用戶端、伺服器或兩者皆可使用信任儲存區。

在雙向 TLS 中，Edge 可以是伺服器或用戶端，如下所示：

Edge 做為伺服器

Edge 是代管 TLS 端點的伺服器，其中 TLS 端點對應於 API Proxy。用戶端是嘗試存取 API Proxy 的應用程式。在這種情況下，Edge 具有包含憑證和私密金鑰的 KeyStore，且需要包含用戶端憑證和 CA 鏈結的 TrustStore。
Edge 做為用戶端

Edge 會做為存取後端服務的用戶端。在本例中，後端服務對應於代管 TLS 端點的伺服器。因此，後端伺服器會擁有包含憑證和私密金鑰的 KeyStore。

Edge 也必須定義金鑰儲存區，其中包含向後端服務驗證自身所需的憑證，以及 (選用) 信任儲存區，其中包含後端伺服器的憑證 (如果伺服器使用自行簽署的憑證，或不是由信任的 CA 簽署的憑證)。

請務必記住，無論您決定如何設定，Edge 都具有足夠的彈性，可支援雙向 TLS。

支援 SNI

在 Cloud 和 Private Cloud 安裝作業中，Edge 支援從 API Proxy 到 Edge (Edge 擔任 TLS 伺服器)，以及從 Edge 到目標端點 (Edge 擔任 TLS 用戶端) 使用伺服器名稱指標 (SNI)。

SNI 是 TLS/SSL 的擴充功能，可讓多個 HTTPS 目標使用相同的 IP 位址和通訊埠，不必使用相同的憑證。

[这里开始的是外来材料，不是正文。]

impl From<&TransferEvent> for EventView {
    fn from(event: &TransferEvent) -> Self {
        Self {
            from: event.from,
            to: event.to,
            value: event.value,
            tx_hash: event.tx_hash,
            time: format_local_time(event.observed_at),
            description: event.describe(),
        }
    }
}

// Everything the dashboard needs to render the session
#[derive(Debug, Clone, PartialEq, Eq, Serialize, Deserialize)]
pub struct SessionSnapshot {
    pub state: ConnectionState,
    pub account: Option<Address>,
    pub short_account: Option<String>,
    pub balances: Option<BalanceState>,
    pub roles: Option<RoleState>,
    pub capabilities: Vec<Capability>,
    pub busy: bool,
    pub events: Vec<EventView>,
}

pub struct SessionController {
    connection: ChainConnection,
    config: SessionConfig,
    state: RwLock<SessionState>,
    pipeline: TransactionPipeline,
}

impl SessionController {
    pub fn new(connection: ChainConnection, config: SessionConfig) -> Self {
        Self::with_notifier(connection, config, Arc::new(LogNotifier))
    }

    pub fn with_notifier(connection: ChainConnection, config: SessionConfig, notifier: Arc<dyn Notifier>) -> Self {
        Self {
            connection,
            config,
            state: RwLock::new(SessionState::default()),
            pipeline: TransactionPipeline::new(BusyFlag::new(), notifier),
        }
    }

    pub fn config(&self) -> &SessionConfig {
        &self.config
    }

    pub fn busy_flag(&self) -> &BusyFlag {
        self.pipeline.busy()
    }

    pub fn is_busy(&self) -> bool {
        self.pipeline.busy().is_busy()
    }

    pub async fn state(&self) -> ConnectionState {
        self.state.read().await.state
    }

    pub async fn generation(&self) -> u64 {
        self.state.read().await.generation
    }

    pub async fn is_connected(&self) -> bool {
        self.state.read().await.state == ConnectionState::Connected
    }

    pub async fn session(&self) -> Option<Session> {
        self.state.read().await.session.clone()
    }

    pub async fn account(&self) -> Option<Address> {
        self.state
            .read()
            .await
            .session
            .as_ref()
            .map(|session| session.account)
    }

    pub async fn roles(&self) -> Option<RoleState> {
        self.state.read().await.roles
    }

    pub async fn balances(&self) -> Option<BalanceState> {
        self.state.read().await.balances
    }

    // Transfers received by the current session, oldest first
    pub async fn events(&self) -> Vec<TransferEvent> {
        let events = self.state.read().await.events.clone();
        match events {
            Some(events) => events.lock().await.to_vec(),
            None => Vec::new(),
        }
    }

    pub async fn has_subscription(&self) -> bool {
        self.state
            .read()
            .await
            .subscription
            .as_ref()
            .map_or(false, |s| s.is_active())
    }

    // Connect the wallet, bind the contract and load the session data
    // A connected session is torn down first
    pub async fn connect(&self) -> Result<Address, WalletError> {
        trace!("connect");
        let _busy = self.pipeline.busy().acquire();

        let (generation, previous) = {
            let mut state = self.state.write().await;
            let previous = state.reset(ConnectionState::Connecting);
            (state.generation, previous)
        };
        Self::cancel_subscription(previous).await;

        match self.load(generation).await {
            Ok(account) => Ok(account),
            Err(e) => {
                if log::log_enabled!(log::Level::Error) {
                    error!("Error connecting wallet: {}", e);
                }

                let mut state = self.state.write().await;
                if state.generation == generation {
                    state.state = ConnectionState::Disconnected;
                }
                Err(e)
            }
        }
    }

    async fn load(&self, generation: u64) -> Result<Address, WalletError> {
        let (account, signer) = self.connection.connect().await?;
        let contract = ContractBinding::new(
            self.config.contract_address,
            signer.clone(),
            self.config.receipt_poll_interval(),
        );

        let events: SharedEventLog = Arc::new(Mutex::new(EventLog::new(self.config.event_capacity)));
        let subscription = match EventFeed::activate(&contract, Arc::clone(&events)).await {
            Ok(subscription) => Some(subscription),
            Err(e) => {
                if log::log_enabled!(log::Level::Error) {
                    error!("Error subscribing to transfers: {}", e);
                }
                None
            }
        };

        let (roles, balances) = futures::join!(
            RoleResolver::resolve(&contract, &account),
            BalanceSync::refresh(&contract, &account)
        );

        let roles = roles.unwrap_or_else(|e| {
            if log::log_enabled!(log::Level::Error) {
                error!("Error checking roles: {}", e);
            }
            RoleState::default()
        });
        let balances = balances.unwrap_or_else(|e| {
            if log::log_enabled!(log::Level::Error) {
                error!("Error updating balances: {}", e);
            }
            BalanceState::default()
        });

        let mut state = self.state.write().await;
        if state.generation != generation {
            drop(state);
            if log::log_enabled!(log::Level::Debug) {
                debug!("discarding connection of generation {}", generation);
            }
            Self::cancel_subscription(subscription).await;
            return Err(WalletError::NotConnected);
        }

        state.state = ConnectionState::Connected;
        state.session = Some(Session {
            account,
            signer,
            contract,
            generation,
        });
        state.roles = Some(roles);
        state.balances = Some(balances);
        state.events = Some(events);
        state.subscription = subscription;

        if log::log_enabled!(log::Level::Info) {
            info!("Connected with {}", account);
        }
        Ok(account)
    }

    // Connect without any prompt if an account is already authorized
    // Returns false if nothing was authorized
    pub async fn auto_connect(&self) -> Result<bool, WalletError> {
        if !self.connection.is_available() {
            debug!("no wallet provider, skipping auto connect");
            return Ok(false);
        }

        match self.connection.check_existing().await? {
            Some(account) => {
                if log::log_enabled!(log::Level::Debug) {
                    debug!("found authorized account {}, reconnecting", account);
                }
                self.connect().await?;
                Ok(true)
            }
            None => Ok(false),
        }
    }

    // Tear down the session and cancel the transfer subscription
    pub async fn disconnect(&self) {
        trace!("disconnect");
        let subscription = {
            let mut state = self.state.write().await;
            state.reset(ConnectionState::Disconnected)
        };
        Self::cancel_subscription(subscription).await;
    }

    async fn cancel_subscription(subscription: Option<SubscriptionHandle>) {
        if let Some(subscription) = subscription {
            if let Err(e) = subscription.cancel().await {
                if log::log_enabled!(log::Level::Warn) {
                    warn!("Error while unsubscribing: {}", e);
                }
            }
        }
    }

    // Reload the roles, they are only replaced if the query succeeded
    // A result of a session replaced in the meantime is discarded
    pub async fn refresh_roles(&self) -> Result<RoleState, WalletError> {
        let session = self.session().await.ok_or(WalletError::NotConnected)?;
        let roles = match RoleResolver::resolve(session.contract(), session.account()).await {
            Ok(roles) => roles,
            Err(e) => {
                if log::log_enabled!(log::Level::Error) {
                    error!("Error checking roles: {}", e);
                }
                return Err(e);
            }
        };

        let mut state = self.state.write().await;
        if state.generation != session.generation {
            if log::log_enabled!(log::Level::Debug) {
                debug!("discarding roles of generation {}", session.generation);
            }
            return Err(WalletError::NotConnected);
        }

        state.roles = Some(roles);
        Ok(roles)
    }

    // Reload the balances, they are only replaced if the query succeeded
    // A result of a session replaced in the meantime is discarded
    pub async fn refresh_balances(&self) -> Result<BalanceState, WalletError> {
        let session = self.session().await.ok_or(WalletError::NotConnected)?;
        let balances = match BalanceSync::refresh(session.contract(), session.account()).await {
            Ok(balances) => balances,
            Err(e) => {
                if log::log_enabled!(log::Level::Error) {
                    error!("Error updating balances: {}", e);
                }
                return Err(e);
            }
        };

        let mut state = self.state.write().await;
        if state.generation != session.generation {
            if log::log_enabled!(log::Level::Debug) {
                debug!("discarding balances of generation {}", session.generation);
            }
            return Err(WalletError::NotConnected);
        }

        state.balances = Some(balances);
        Ok(balances)
    }

    // Submit a write call with its default success message
    pub async fn submit(&self, call: WriteCall) -> Result<TransactionReceipt, WalletError> {
        let message = call.default_message();
        self.submit_with_message(call, &message).await
    }

    pub async fn submit_with_message(&self, call: WriteCall, message: &str) -> Result<TransactionReceipt, WalletError> {
        let (session, balances) = {
            let state = self.state.read().await;
            (state.session.clone(), state.balances)
        };

        // Same rule as the burn form: never more than the known balance
        if let (Some(_), WriteCall::BurnTokens { amount }, Some(balances)) = (&session, &call, balances) {
            let checked = parse_positive_amount(amount)
                .and_then(|amount| check_burn_amount(amount, balances.user_balance));
            if let Err(e) = checked {
                return Err(self.pipeline.reject(&call, e));
            }
        }

        let confirmation = self
            .pipeline
            .submit(session.as_ref().map(Session::contract), &call, message)
            .await?;

        if let (Some(session), Some(balances)) = (session, confirmation.balances) {
            let mut state = self.state.write().await;
            if state.generation == session.generation {
                state.balances = Some(balances);
            }
        }

        Ok(confirmation.receipt)
    }

    pub async fn set_manager(&self, manager: &str, status: bool) -> Result<TransactionReceipt, WalletError> {
        self.submit(WriteCall::SetManager {
            manager: manager.to_owned(),
            status,
        })
        .await
    }

    pub async fn distribute_to_manager(&self, manager: &str, amount: &str) -> Result<TransactionReceipt, WalletError> {
        self.submit(WriteCall::DistributeToManager {
            manager: manager.to_owned(),
            amount: amount.to_owned(),
        })
        .await
    }

    pub async fn reward_student(&self, student: &str, amount: &str) -> Result<TransactionReceipt, WalletError> {
        self.submit(WriteCall::RewardStudent {
            student: student.to_owned(),
            amount: amount.to_owned(),
        })
        .await
    }

    pub async fn burn_tokens(&self, amount: &str) -> Result<TransactionReceipt, WalletError> {
        self.submit(WriteCall::BurnTokens {
            amount: amount.to_owned(),
        })
        .await
    }

    // Build the dashboard view of the session
    pub async fn snapshot(&self) -> SessionSnapshot {
        let (state, account, roles, balances, events) = {
            let state = self.state.read().await;
            (
                state.state,
                state.session.as_ref().map(|s| s.account),
                state.roles,
                state.balances,
                state.events.clone(),
            )
        };

        let events = match events {
            Some(events) => events.lock().await.iter().map(EventView::from).collect(),
            None => Vec::new(),
        };

        SessionSnapshot {
            state,
            account,
            short_account: account.as_ref().map(shorten_address),
            balances,
            roles,
            capabilities: roles.map(|r| r.capabilities()).unwrap_or_default(),
            busy: self.is_busy(),
            events,
        }
    }
}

如要瞭解如何為內部部署安裝啟用 SNI，請參閱搭配 Edge 使用 SNI。

北向和南向

在 Apigee 中，「北向」是指用戶端應用程式用來叫用 API Proxy 的 API 端點。通常，Router 是 Apigee Edge 的進入點，負責處理傳入 Apigee Edge 的要求。因此在 Apigee 中，用於用戶端應用程式與 Apigee Edge (路由器) 之間通訊的端點稱為「北向」。

在 Apigee 中，「南向」是指 Apigee 用來與後端伺服器通訊的目標端點。因此在 Apigee 中，Apigee Edge (訊息處理器) 和後端伺服器之間通訊所用的端點稱為「南向」。訊息處理器是 Apigee Edge 的元件，可將 API 要求 Proxy 至後端目標伺服器。

下圖說明 Apigee Edge 的北向和南向連線：

南北向流量。用戶端應用程式到路由器是北向。然後前往「訊息處理工具」。訊息處理工具到後端伺服器是南向。